In a study examining the effect of the use of liposomal bupivacaine on narcotic consumption in adult deformity surgery, 159 consecutive adults undergoing elective spinal fusion (mean age, 54.2 years) for scoliosis or kyphosis by a single surgeon received either peri-incisional injections of combined liposomal and standard bupivacaine or standard bupivacaine only. Michael S. Chang, MD, of Sonoran Spine Center in Tempe, Ariz., reported that patients receiving liposomal bupivacaine consumed 18 percent less morphine milligram equivalent (MME) units compared to the control group (259 mg versus 316 mg, respectively) over the course of hospitalization. The liposomal group also transitioned off intravenous (IV) narcotics significantly earlier, with 52.6 percent less IV use by postoperative day three compared to the control arm (12.0 mg versus 25.4 mg, respectively; P = 0.03). However, the reduction in narcotic use did not significantly impact length of stay (LOS), as the protocol requirement of return of bowel movements before discharge was a limiting factor. There were also no significant differences in complication rates overall and specifically in ileus and superficial wound infection. In addition, no differences in functional outcome scores were observed at six weeks postoperatively.

Another study, which examined the implementation of a standardized multimodal analgesia protocol for posterior lumbar fusion, found that the protocol led to a reduction in pain scores, opioid consumption, opioid-related adverse events (AEs), and LOS after posterior lumbar fusion. Corey Walker, MD, of Barrow Neurological Institute in Phoenix, reported that the study, which involved 115 pre– and 126 post–protocol-implementation patients, found that average patient-reported pain scores significantly improved in the first 24 hours postoperatively (5.8 versus 4.6, respectively; P < 0.001) and 24 to 72 hours postoperatively (4.9 versus 4.0, respectively; P < 0.001) following use of the pain protocol. Likewise, maximum pain scores during those periods and time to achieving appropriate pain control were also significantly improved (P < 0.05). Opioid consumption significantly decreased during the first 72 hours (128 MME versus 97 MME, respectively; P < 0.001). Patients in the post–protocol-implementation cohort had a significantly decreased LOS (4.7 days versus 3.9 days, respectively; P < 0.001). Regarding opioid-related AEs, there was a reduction in the incidence of constipation (58 percent versus 44 percent, respectively; P < 0.001).

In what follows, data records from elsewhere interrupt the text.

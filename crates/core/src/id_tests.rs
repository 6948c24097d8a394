// SPDX-License-Identifier: BUSL-1.1
// Copyright (c) 2026 Alfred Jean LLC

use super::*;

#[test]
fn uuid_ids_are_unique_and_uuid_shaped() {
    let id_gen = UuidIdGen;
    let a = id_gen.next_id();
    let b = id_gen.next_id();
    assert_ne!(a, b);
    assert_eq!(a.as_str().len(), 36);
}

#[test]
fn sequential_ids_share_a_counter_across_clones() {
    let id_gen = SequentialIdGen::new("s");
    let clone = id_gen.clone();
    assert_eq!(id_gen.next_id(), SessionId::new("s-1"));
    assert_eq!(clone.next_id(), SessionId::new("s-2"));
    assert_eq!(id_gen.next_id(), SessionId::new("s-3"));
}
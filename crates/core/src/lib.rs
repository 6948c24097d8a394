// SPDX-License-Identifier: BUSL-1.1
// Copyright (c) 2026 Alfred Jean LLC

// Allow panic!/unwrap/expect in test code
#![cfg_attr(test, allow(clippy::panic))]
#![cfg_attr(test, allow(clippy::unwrap_used))]
#![cfg_attr(test, allow(clippy::expect_used))]

//! kvlock-core: data model and decision logic for KV-backed coordination
//!
//! This crate provides:
//! - KV entry, query and session types shared by every adapter
//! - Lock and semaphore options with builders and serde support
//! - Pure observation of lock keys and the semaphore coordination record
//! - The reserved flag constants every participant must agree on

pub mod constants;
pub mod id;
pub mod kv;
pub mod lock;
pub mod options;
pub mod semaphore;
pub mod session;

// Re-exports
pub use constants::{LOCK_FLAG_VALUE, SEMAPHORE_FLAG_VALUE, SEMAPHORE_RECORD_KEY};
pub use id::{IdGen, SequentialIdGen, UuidIdGen};
pub use kv::{validate_key, Consistency, KeyError, KvEntry, QueryOptions, QueryResponse};
pub use lock::{lock_entry, LockObservation};
pub use options::{LockOptions, OptionsError, SemaphoreOptions, SessionPolicy};
pub use semaphore::{RecordError, SemaphoreLayout, SemaphoreRecord};
pub use session::{SessionBehavior, SessionId, SessionRequest};
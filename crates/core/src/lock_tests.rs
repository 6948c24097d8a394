// SPDX-License-Identifier: BUSL-1.1
// Copyright (c) 2026 Alfred Jean LLC

use super::*;
use crate::constants::SEMAPHORE_FLAG_VALUE;

fn me() -> SessionId {
    SessionId::new("me")
}

#[test]
fn missing_key_is_absent() {
    assert_eq!(LockObservation::of(None, Some(&me())), LockObservation::Absent);
}

#[test]
fn unowned_lock_entry_is_vacant() {
    let entry = KvEntry::new("svc/leader")
        .with_flags(LOCK_FLAG_VALUE)
        .with_modify_index(42);
    let observed = LockObservation::of(Some(&entry), Some(&me()));
    assert_eq!(observed, LockObservation::Vacant { modify_index: 42 });
}

#[test]
fn own_session_is_recognized() {
    let entry = lock_entry("svc/leader", b"node-a", &me());
    assert_eq!(
        LockObservation::of(Some(&entry), Some(&me())),
        LockObservation::OwnedBySelf
    );
}

#[test]
fn other_holder_is_reported() {
    let other = SessionId::new("other");
    let entry = lock_entry("svc/leader", b"", &other);
    let observed = LockObservation::of(Some(&entry), Some(&me()));
    assert_eq!(observed, LockObservation::OwnedByOther { holder: other });
}

#[test]
fn held_entry_without_observer_session_is_other() {
    let entry = lock_entry("svc/leader", b"", &me());
    assert!(matches!(
        LockObservation::of(Some(&entry), None),
        LockObservation::OwnedByOther { .. }
    ));
}

#[test]
fn foreign_flags_conflict() {
    let entry = KvEntry::new("svc/leader").with_flags(SEMAPHORE_FLAG_VALUE);
    assert_eq!(
        LockObservation::of(Some(&entry), Some(&me())),
        LockObservation::Conflict {
            flags: SEMAPHORE_FLAG_VALUE
        }
    );

    let plain = KvEntry::new("svc/leader");
    assert_eq!(
        LockObservation::of(Some(&plain), Some(&me())),
        LockObservation::Conflict { flags: 0 }
    );
}

#[test]
fn lock_entry_carries_tag_value_and_session() {
    let entry = lock_entry("svc/leader", b"payload", &me());
    assert_eq!(entry.flags, LOCK_FLAG_VALUE);
    assert_eq!(entry.value, b"payload".to_vec());
    assert!(entry.is_owned_by(&me()));
}
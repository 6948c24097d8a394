// SPDX-License-Identifier: BUSL-1.1
// Copyright (c) 2026 Alfred Jean LLC

//! Session keep-alive loop
//!
//! Renews a session at half its TTL until stopped. Transient renewal failures
//! are retried on a short fixed interval; the loop only gives up when the
//! service reports the session gone or no renewal has succeeded for a full
//! TTL. When stopped it destroys the session, since nothing needs it anymore.

use crate::CoordinationError;
use kvlock_adapters::{SessionError, SessionService};
use kvlock_core::constants::SESSION_RENEW_RETRY_INTERVAL;
use kvlock_core::SessionId;
use std::time::Duration;
use tokio::task::JoinHandle;
use tokio::time::Instant;
use tokio_util::sync::CancellationToken;

/// Keep `id` alive until `stop` is cancelled
///
/// Returns `Ok(())` once stopped (after a best-effort destroy) and
/// [`CoordinationError::SessionExpired`] if the session was lost.
pub async fn renew_periodic<S: SessionService>(
    sessions: &S,
    id: &SessionId,
    initial_ttl: Duration,
    stop: &CancellationToken,
) -> Result<(), CoordinationError> {
    let mut ttl = initial_ttl;
    let mut last_renewed = Instant::now();
    let mut wait = ttl / 2;

    loop {
        let renewed = tokio::select! {
            _ = stop.cancelled() => break,
            renewed = async {
                tokio::time::sleep(wait).await;
                sessions.renew(id).await
            } => renewed,
        };

        match renewed {
            Ok(granted) => {
                // A zero TTL means the service did not report one
                if !granted.is_zero() {
                    ttl = granted;
                }
                last_renewed = Instant::now();
                wait = ttl / 2;
                tracing::trace!(session = %id, ttl = ?ttl, "session renewed");
            }
            Err(SessionError::Expired(_)) => {
                tracing::warn!(session = %id, "session expired");
                return Err(CoordinationError::SessionExpired(id.clone()));
            }
            Err(e) => {
                if last_renewed.elapsed() > ttl {
                    tracing::warn!(session = %id, error = %e, "no successful renewal within ttl");
                    return Err(CoordinationError::SessionExpired(id.clone()));
                }
                tracing::warn!(session = %id, error = %e, "session renewal failed, retrying");
                wait = SESSION_RENEW_RETRY_INTERVAL;
            }
        }
    }

    if let Err(e) = sessions.destroy(id).await {
        tracing::warn!(session = %id, error = %e, "failed to destroy session");
    }
    Ok(())
}

/// Keep-alive loop running on its own task for one acquisition
pub(crate) struct KeepAlive {
    stop: CancellationToken,
    handle: JoinHandle<Result<(), CoordinationError>>,
}

impl KeepAlive {
    /// Spawn a renewal loop that stops with `lost` and cancels it on failure
    pub fn spawn<S: SessionService>(
        sessions: S,
        id: SessionId,
        ttl: Duration,
        lost: &CancellationToken,
    ) -> Self {
        let stop = lost.child_token();
        let task_stop = stop.clone();
        let lost = lost.clone();
        let handle = tokio::spawn(async move {
            let result = renew_periodic(&sessions, &id, ttl, &task_stop).await;
            if result.is_err() {
                lost.cancel();
            }
            result
        });
        Self { stop, handle }
    }

    /// Stop the loop and wait for it, returning how it ended
    pub async fn stop(self) -> Result<(), CoordinationError> {
        self.stop.cancel();
        match self.handle.await {
            Ok(result) => result,
            Err(e) => {
                tracing::warn!(error = %e, "keep-alive task did not finish cleanly");
                Ok(())
            }
        }
    }
}

#[cfg(test)]
#[path = "keepalive_tests.rs"]
mod tests;
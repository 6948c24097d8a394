// SPDX-License-Identifier: BUSL-1.1
// Copyright (c) 2026 Alfred Jean LLC

use super::*;
use clap::Parser;
use kvlock_adapters::FakeStore;
use kvlock_core::{KvEntry, SEMAPHORE_FLAG_VALUE};

#[derive(Parser)]
struct TestCli {
    #[command(flatten)]
    args: LockArgs,
}

fn parse(argv: &[&str]) -> LockArgs {
    let argv = std::iter::once("kvlock-lock").chain(argv.iter().copied());
    TestCli::try_parse_from(argv).unwrap().args
}

fn coordinator() -> (FakeStore, Coordinator<FakeStore, FakeStore>) {
    let store = FakeStore::new();
    (store.clone(), Coordinator::with_client(store))
}

fn command(parts: &[&str]) -> Vec<String> {
    parts.iter().map(|s| s.to_string()).collect()
}

#[test]
fn trailing_command_keeps_its_flags() {
    let args = parse(&["jobs/nightly", "sh", "-c", "exit 3"]);
    assert_eq!(args.prefix, "jobs/nightly");
    assert_eq!(args.command, vec!["sh", "-c", "exit 3"]);
    assert_eq!(args.limit, 1);
    assert_eq!(args.kind(), Kind::Lock);
}

#[test]
fn zero_limit_is_rejected() {
    let argv = ["kvlock-lock", "--limit", "0", "jobs", "true"];
    assert!(TestCli::try_parse_from(argv).is_err());
}

#[test]
fn command_is_required() {
    assert!(TestCli::try_parse_from(["kvlock-lock", "jobs"]).is_err());
}

#[test]
fn limit_one_builds_lock_under_prefix() {
    let (_, coordinator) = coordinator();
    let args = parse(&[
        "--try", "10s", "--ttl", "30s", "--name", "nightly", "--monitor-retry", "2", "jobs/",
        "true",
    ]);
    let Primitive::Lock(lock) = args.primitive(&coordinator).unwrap() else {
        panic!("expected a lock");
    };
    assert_eq!(lock.key(), "jobs/.lock");
    let opts = lock.options();
    assert!(opts.try_once);
    assert_eq!(opts.wait_time, Duration::from_secs(10));
    assert_eq!(opts.monitor_retries, 2);
    let kvlock_core::SessionPolicy::Create(request) = &opts.session else {
        panic!("expected a created session");
    };
    assert_eq!(request.name, "nightly");
    assert_eq!(request.ttl, Duration::from_secs(30));
}

#[test]
fn larger_limit_builds_semaphore() {
    let (_, coordinator) = coordinator();
    let args = parse(&["-n", "3", "jobs", "true"]);
    assert_eq!(args.kind(), Kind::Semaphore);
    let Primitive::Semaphore(semaphore) = args.primitive(&coordinator).unwrap() else {
        panic!("expected a semaphore");
    };
    assert_eq!(semaphore.prefix(), "jobs");
    assert_eq!(semaphore.limit(), 3);
    assert!(!semaphore.options().try_once);
}

#[test]
fn exit_codes() {
    assert_eq!(Outcome::Exited(0).exit_code(), ExitCode::SUCCESS);
    assert_eq!(Outcome::Exited(3).exit_code(), ExitCode::from(3));
    assert_eq!(Outcome::Exited(-1).exit_code(), ExitCode::FAILURE);
    assert_eq!(Outcome::Lost.exit_code(), ExitCode::FAILURE);
    assert_eq!(Outcome::Interrupted.exit_code(), ExitCode::from(130));
}

#[tokio::test]
async fn command_runs_while_held_and_lock_is_released() {
    let (store, coordinator) = coordinator();
    let primitive = parse(&["jobs", "true"]).primitive(&coordinator).unwrap();

    let outcome = hold(
        &primitive,
        "jobs",
        &command(&["sh", "-c", "exit 3"]),
        &CancellationToken::new(),
    )
    .await
    .unwrap();
    assert_eq!(outcome, Outcome::Exited(3));
    let entry = store.entry("jobs/.lock").unwrap();
    assert!(!entry.is_owned());
    assert_eq!(store.session_count(), 0);
}

#[tokio::test]
async fn lost_lock_stops_command() {
    let (store, coordinator) = coordinator();
    let primitive = parse(&["jobs", "true"]).primitive(&coordinator).unwrap();

    let invalidate = {
        let store = store.clone();
        tokio::spawn(async move {
            loop {
                let holder = store.entry("jobs/.lock").and_then(|e| e.session);
                if let Some(session) = holder {
                    store.invalidate_session(&session);
                    return;
                }
                tokio::time::sleep(Duration::from_millis(10)).await;
            }
        })
    };

    let outcome = tokio::time::timeout(
        Duration::from_secs(10),
        hold(
            &primitive,
            "jobs",
            &command(&["sleep", "30"]),
            &CancellationToken::new(),
        ),
    )
    .await
    .unwrap()
    .unwrap();
    assert_eq!(outcome, Outcome::Lost);
    invalidate.await.unwrap();
}

#[tokio::test]
async fn interrupted_before_acquire_runs_nothing() {
    let (store, coordinator) = coordinator();
    let primitive = parse(&["jobs", "true"]).primitive(&coordinator).unwrap();
    let cancel = CancellationToken::new();
    cancel.cancel();

    let outcome = hold(&primitive, "jobs", &command(&["true"]), &cancel)
        .await
        .unwrap();
    assert_eq!(outcome, Outcome::Interrupted);
    assert!(store.entry("jobs/.lock").is_none());
}

#[tokio::test]
async fn conflicting_key_fails_with_suggestions() {
    let (store, coordinator) = coordinator();
    store.insert(KvEntry::new("jobs/.lock").with_flags(SEMAPHORE_FLAG_VALUE));
    let primitive = parse(&["jobs", "true"]).primitive(&coordinator).unwrap();

    let err = hold(&primitive, "jobs", &command(&["true"]), &CancellationToken::new())
        .await
        .unwrap_err();
    let err = err.downcast::<CliError>().unwrap();
    assert!(err.message.contains("Failed to acquire lock 'jobs'"));
    assert!(!err.suggestions.is_empty());
}

#[tokio::test]
async fn missing_program_is_reported() {
    let (store, coordinator) = coordinator();
    let primitive = parse(&["jobs", "true"]).primitive(&coordinator).unwrap();

    let err = hold(
        &primitive,
        "jobs",
        &command(&["kvlock-definitely-missing-program"]),
        &CancellationToken::new(),
    )
    .await
    .unwrap_err();
    assert!(err.to_string().contains("kvlock-definitely-missing-program"));
    assert!(store.entry("jobs/.lock").is_some_and(|e| !e.is_owned()));
}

A study on the impact of surgical invasiveness and patient factors on long-term opioid use in adult spinal deformity (ASD) surgery found that increasing surgical invasiveness affected perioperative but not long-term opioid use and that “long-term opioid use seems to be related to patient-specific factors such as frailty, mental health, and, most importantly, preoperative opioid use.” Brian J. Neuman, MD, of Johns Hopkins University, reported that in the 517 study patients who completed two-year follow-up, increasing surgical invasiveness was not associated with increased long-term opioid use (P > 0.05) but that patients with an ASD-Surgical Invasiveness Index (SR) of 120–160 and > 160 had higher odds of short-term use irrespective of baseline use. Subgroup analysis showed that only in the ASD-SR > 160 group, frail patients, and patients with a mental component summary score of the Short Form-36 Health Survey < 50 at baseline were more likely to have long-term use. Age and sex had no influence on postoperative narcotic use. The most consistent risk factor for long-term opioid use was opioid use at baseline. “Interestingly, preoperative opioid use was associated with the highest odds ratio for long-term use in the lowest invasiveness group,” Dr. Neuman said.